Material for this task:

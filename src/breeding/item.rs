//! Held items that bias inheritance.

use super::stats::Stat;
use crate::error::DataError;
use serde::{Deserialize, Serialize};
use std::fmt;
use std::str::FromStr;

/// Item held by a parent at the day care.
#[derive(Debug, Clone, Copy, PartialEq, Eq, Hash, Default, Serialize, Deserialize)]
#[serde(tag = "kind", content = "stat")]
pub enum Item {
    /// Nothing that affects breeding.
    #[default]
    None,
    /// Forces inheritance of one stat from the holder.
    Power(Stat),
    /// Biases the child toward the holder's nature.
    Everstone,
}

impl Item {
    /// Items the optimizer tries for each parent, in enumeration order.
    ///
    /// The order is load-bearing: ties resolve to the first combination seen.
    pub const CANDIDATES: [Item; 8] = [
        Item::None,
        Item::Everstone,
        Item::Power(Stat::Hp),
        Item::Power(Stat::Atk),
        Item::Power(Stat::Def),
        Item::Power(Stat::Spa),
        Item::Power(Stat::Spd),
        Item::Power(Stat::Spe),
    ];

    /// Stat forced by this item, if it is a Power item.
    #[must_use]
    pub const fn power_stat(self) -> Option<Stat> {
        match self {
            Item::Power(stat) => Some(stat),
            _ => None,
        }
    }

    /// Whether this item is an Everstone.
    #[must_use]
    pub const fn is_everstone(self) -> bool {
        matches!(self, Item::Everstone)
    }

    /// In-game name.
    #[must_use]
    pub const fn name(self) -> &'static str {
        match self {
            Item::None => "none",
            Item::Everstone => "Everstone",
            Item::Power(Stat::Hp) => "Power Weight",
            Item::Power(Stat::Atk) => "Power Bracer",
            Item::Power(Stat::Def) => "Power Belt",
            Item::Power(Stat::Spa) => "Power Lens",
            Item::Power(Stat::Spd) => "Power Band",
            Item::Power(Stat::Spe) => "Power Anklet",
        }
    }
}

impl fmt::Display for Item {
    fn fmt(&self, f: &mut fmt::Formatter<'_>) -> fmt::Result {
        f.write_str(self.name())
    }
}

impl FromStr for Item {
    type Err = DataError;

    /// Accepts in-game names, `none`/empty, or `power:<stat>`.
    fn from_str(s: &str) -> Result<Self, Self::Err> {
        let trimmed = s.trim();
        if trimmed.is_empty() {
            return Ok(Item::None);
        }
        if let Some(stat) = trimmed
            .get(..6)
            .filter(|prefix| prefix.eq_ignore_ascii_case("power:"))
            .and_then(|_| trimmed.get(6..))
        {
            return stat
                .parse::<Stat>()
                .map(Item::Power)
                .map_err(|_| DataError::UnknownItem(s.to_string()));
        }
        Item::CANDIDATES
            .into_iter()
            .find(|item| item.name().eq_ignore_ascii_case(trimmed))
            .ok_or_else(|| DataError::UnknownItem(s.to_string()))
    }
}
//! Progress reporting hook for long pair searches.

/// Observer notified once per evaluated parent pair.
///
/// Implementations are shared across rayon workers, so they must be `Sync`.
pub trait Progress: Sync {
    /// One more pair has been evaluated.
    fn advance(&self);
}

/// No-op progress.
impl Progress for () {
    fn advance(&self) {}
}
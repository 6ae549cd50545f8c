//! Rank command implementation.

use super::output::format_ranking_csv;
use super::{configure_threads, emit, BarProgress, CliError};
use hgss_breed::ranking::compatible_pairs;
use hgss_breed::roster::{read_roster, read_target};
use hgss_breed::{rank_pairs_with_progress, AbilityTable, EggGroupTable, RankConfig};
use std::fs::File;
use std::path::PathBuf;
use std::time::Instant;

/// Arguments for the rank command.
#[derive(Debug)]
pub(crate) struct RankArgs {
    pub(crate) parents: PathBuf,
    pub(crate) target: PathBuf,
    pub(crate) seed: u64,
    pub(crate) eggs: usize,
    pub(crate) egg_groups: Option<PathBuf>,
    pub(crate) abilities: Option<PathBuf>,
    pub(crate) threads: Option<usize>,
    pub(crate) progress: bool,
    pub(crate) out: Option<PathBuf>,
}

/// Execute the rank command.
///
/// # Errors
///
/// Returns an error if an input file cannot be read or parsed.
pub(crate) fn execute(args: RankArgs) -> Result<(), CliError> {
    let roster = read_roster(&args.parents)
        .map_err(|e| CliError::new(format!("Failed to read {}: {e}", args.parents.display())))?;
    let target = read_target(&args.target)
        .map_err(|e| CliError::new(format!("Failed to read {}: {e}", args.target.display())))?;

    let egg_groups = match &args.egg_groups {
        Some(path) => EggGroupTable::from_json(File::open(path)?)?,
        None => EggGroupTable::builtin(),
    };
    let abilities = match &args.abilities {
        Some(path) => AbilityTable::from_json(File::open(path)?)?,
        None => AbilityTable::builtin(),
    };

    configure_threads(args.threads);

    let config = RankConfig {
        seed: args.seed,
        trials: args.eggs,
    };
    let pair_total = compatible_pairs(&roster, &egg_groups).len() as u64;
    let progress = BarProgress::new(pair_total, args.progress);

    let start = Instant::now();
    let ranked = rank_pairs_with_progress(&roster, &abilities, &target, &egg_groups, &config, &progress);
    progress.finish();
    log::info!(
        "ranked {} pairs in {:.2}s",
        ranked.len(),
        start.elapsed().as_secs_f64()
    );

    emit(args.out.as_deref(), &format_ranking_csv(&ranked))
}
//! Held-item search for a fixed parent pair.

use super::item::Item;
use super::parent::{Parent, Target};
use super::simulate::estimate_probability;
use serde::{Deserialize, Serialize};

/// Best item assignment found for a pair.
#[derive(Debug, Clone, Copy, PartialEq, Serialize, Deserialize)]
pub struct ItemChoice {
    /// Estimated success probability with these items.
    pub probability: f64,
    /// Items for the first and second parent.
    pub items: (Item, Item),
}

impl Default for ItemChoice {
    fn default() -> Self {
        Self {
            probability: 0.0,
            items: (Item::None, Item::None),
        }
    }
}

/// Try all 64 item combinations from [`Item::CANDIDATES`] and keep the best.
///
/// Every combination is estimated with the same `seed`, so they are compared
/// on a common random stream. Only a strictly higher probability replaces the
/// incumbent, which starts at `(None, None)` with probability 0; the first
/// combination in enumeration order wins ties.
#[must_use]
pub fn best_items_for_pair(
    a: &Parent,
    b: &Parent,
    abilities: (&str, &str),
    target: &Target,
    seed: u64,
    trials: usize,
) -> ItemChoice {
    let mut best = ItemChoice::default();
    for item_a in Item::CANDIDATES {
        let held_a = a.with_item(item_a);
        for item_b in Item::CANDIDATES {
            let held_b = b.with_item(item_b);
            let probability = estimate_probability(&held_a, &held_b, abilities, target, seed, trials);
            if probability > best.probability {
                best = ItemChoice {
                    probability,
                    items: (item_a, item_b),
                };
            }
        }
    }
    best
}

Problem statement:
Print the records above exactly as they appear.

Completed task:
filename src/breeding/item.rs
//! Held items that bias inheritance.

use super::stats::Stat;
use crate::error::DataError;
use serde::{Deserialize, Serialize};
use std::fmt;
use std::str::FromStr;

/// Item held by a parent at the day care.
#[derive(Debug, Clone, Copy, PartialEq, Eq, Hash, Default, Serialize, Deserialize)]
#[serde(tag = "kind", content = "stat")]
pub enum Item {
    /// Nothing that affects breeding.
    #[default]
    None,
    /// Forces inheritance of one stat from the holder.
    Power(Stat),
    /// Biases the child toward the holder's nature.
    Everstone,
}

impl Item {
    /// Items the optimizer tries for each parent, in enumeration order.
    ///
    /// The order is load-bearing: ties resolve to the first combination seen.
    pub const CANDIDATES: [Item; 8] = [
        Item::None,
        Item::Everstone,
        Item::Power(Stat::Hp),
        Item::Power(Stat::Atk),
        Item::Power(Stat::Def),
        Item::Power(Stat::Spa),
        Item::Power(Stat::Spd),
        Item::Power(Stat::Spe),
    ];

    /// Stat forced by this item, if it is a Power item.
    #[must_use]
    pub const fn power_stat(self) -> Option<Stat> {
        match self {
            Item::Power(stat) => Some(stat),
            _ => None,
        }
    }

    /// Whether this item is an Everstone.
    #[must_use]
    pub const fn is_everstone(self) -> bool {
        matches!(self, Item::Everstone)
    }

    /// In-game name.
    #[must_use]
    pub const fn name(self) -> &'static str {
        match self {
            Item::None => "none",
            Item::Everstone => "Everstone",
            Item::Power(Stat::Hp) => "Power Weight",
            Item::Power(Stat::Atk) => "Power Bracer",
            Item::Power(Stat::Def) => "Power Belt",
            Item::Power(Stat::Spa) => "Power Lens",
            Item::Power(Stat::Spd) => "Power Band",
            Item::Power(Stat::Spe) => "Power Anklet",
        }
    }
}

impl fmt::Display for Item {
    fn fmt(&self, f: &mut fmt::Formatter<'_>) -> fmt::Result {
        f.write_str(self.name())
    }
}

impl FromStr for Item {
    type Err = DataError;

    /// Accepts in-game names, `none`/empty, or `power:<stat>`.
    fn from_str(s: &str) -> Result<Self, Self::Err> {
        let trimmed = s.trim();
        if trimmed.is_empty() {
            return Ok(Item::None);
        }
        if let Some(stat) = trimmed
            .get(..6)
            .filter(|prefix| prefix.eq_ignore_ascii_case("power:"))
            .and_then(|_| trimmed.get(6..))
        {
            return stat
                .parse::<Stat>()
                .map(Item::Power)
                .map_err(|_| DataError::UnknownItem(s.to_string()));
        }
        Item::CANDIDATES
            .into_iter()
            .find(|item| item.name().eq_ignore_ascii_case(trimmed))
            .ok_or_else(|| DataError::UnknownItem(s.to_string()))
    }
}
//! Progress reporting hook for long pair searches.

/// Observer notified once per evaluated parent pair.
///
/// Implementations are shared across rayon workers, so they must be `Sync`.
pub trait Progress: Sync {
    /// One more pair has been evaluated.
    fn advance(&self);
}

/// No-op progress.
impl Progress for () {
    fn advance(&self) {}
}
repository 6ae549cd50545f8c
//! Rank command implementation.

use super::output::format_ranking_csv;
use super::{configure_threads, emit, BarProgress, CliError};
use hgss_breed::ranking::compatible_pairs;
use hgss_breed::roster::{read_roster, read_target};
use hgss_breed::{rank_pairs_with_progress, AbilityTable, EggGroupTable, RankConfig};
use std::fs::File;
use std::path::PathBuf;
use std::time::Instant;

/// Arguments for the rank command.
#[derive(Debug)]
pub(crate) struct RankArgs {
    pub(crate) parents: PathBuf,
    pub(crate) target: PathBuf,
    pub(crate) seed: u64,
    pub(crate) eggs: usize,
    pub(crate) egg_groups: Option<PathBuf>,
    pub(crate) abilities: Option<PathBuf>,
    pub(crate) threads: Option<usize>,
    pub(crate) progress: bool,
    pub(crate) out: Option<PathBuf>,
}

/// Execute the rank command.
///
/// # Errors
///
/// Returns an error if an input file cannot be read or parsed.
pub(crate) fn execute(args: RankArgs) -> Result<(), CliError> {
    let roster = read_roster(&args.parents)
        .map_err(|e| CliError::new(format!("Failed to read {}: {e}", args.parents.display())))?;
    let target = read_target(&args.target)
        .map_err(|e| CliError::new(format!("Failed to read {}: {e}", args.target.display())))?;

    let egg_groups = match &args.egg_groups {
        Some(path) => EggGroupTable::from_json(File::open(path)?)?,
        None => EggGroupTable::builtin(),
    };
    let abilities = match &args.abilities {
        Some(path) => AbilityTable::from_json(File::open(path)?)?,
        None => AbilityTable::builtin(),
    };

    configure_threads(args.threads);

    let config = RankConfig {
        seed: args.seed,
        trials: args.eggs,
    };
    let pair_total = compatible_pairs(&roster, &egg_groups).len() as u64;
    let progress = BarProgress::new(pair_total, args.progress);

    let start = Instant::now();
    let ranked = rank_pairs_with_progress(&roster, &abilities, &target, &egg_groups, &config, &progress);
    progress.finish();
    log::info!(
        "ranked {} pairs in {:.2}s",
        ranked.len(),
        start.elapsed().as_secs_f64()
    );

    emit(args.out.as_deref(), &format_ranking_csv(&ranked))
}
//! Held-item search for a fixed parent pair.

use super::item::Item;
use super::parent::{Parent, Target};
use super::simulate::estimate_probability;
use serde::{Deserialize, Serialize};

/// Best item assignment found for a pair.
#[derive(Debug, Clone, Copy, PartialEq, Serialize, Deserialize)]
pub struct ItemChoice {
    /// Estimated success probability with these items.
    pub probability: f64,
    /// Items for the first and second parent.
    pub items: (Item, Item),
}

impl Default for ItemChoice {
    fn default() -> Self {
        Self {
            probability: 0.0,
            items: (Item::None, Item::None),
        }
    }
}

/// Try all 64 item combinations from [`Item::CANDIDATES`] and keep the best.
///
/// Every combination is estimated with the same `seed`, so they are compared
/// on a common random stream. Only a strictly higher probability replaces the
/// incumbent, which starts at `(None, None)` with probability 0; the first
/// combination in enumeration order wins ties.
#[must_use]
pub fn best_items_for_pair(
    a: &Parent,
    b: &Parent,
    abilities: (&str, &str),
    target: &Target,
    seed: u64,
    trials: usize,
) -> ItemChoice {
    let mut best = ItemChoice::default();
    for item_a in Item::CANDIDATES {
        let held_a = a.with_item(item_a);
        for item_b in Item::CANDIDATES {
            let held_b = b.with_item(item_b);
            let probability = estimate_probability(&held_a, &held_b, abilities, target, seed, trials);
            if probability > best.probability {
                best = ItemChoice {
                    probability,
                    items: (item_a, item_b),
                };
            }
        }
    }
    best
}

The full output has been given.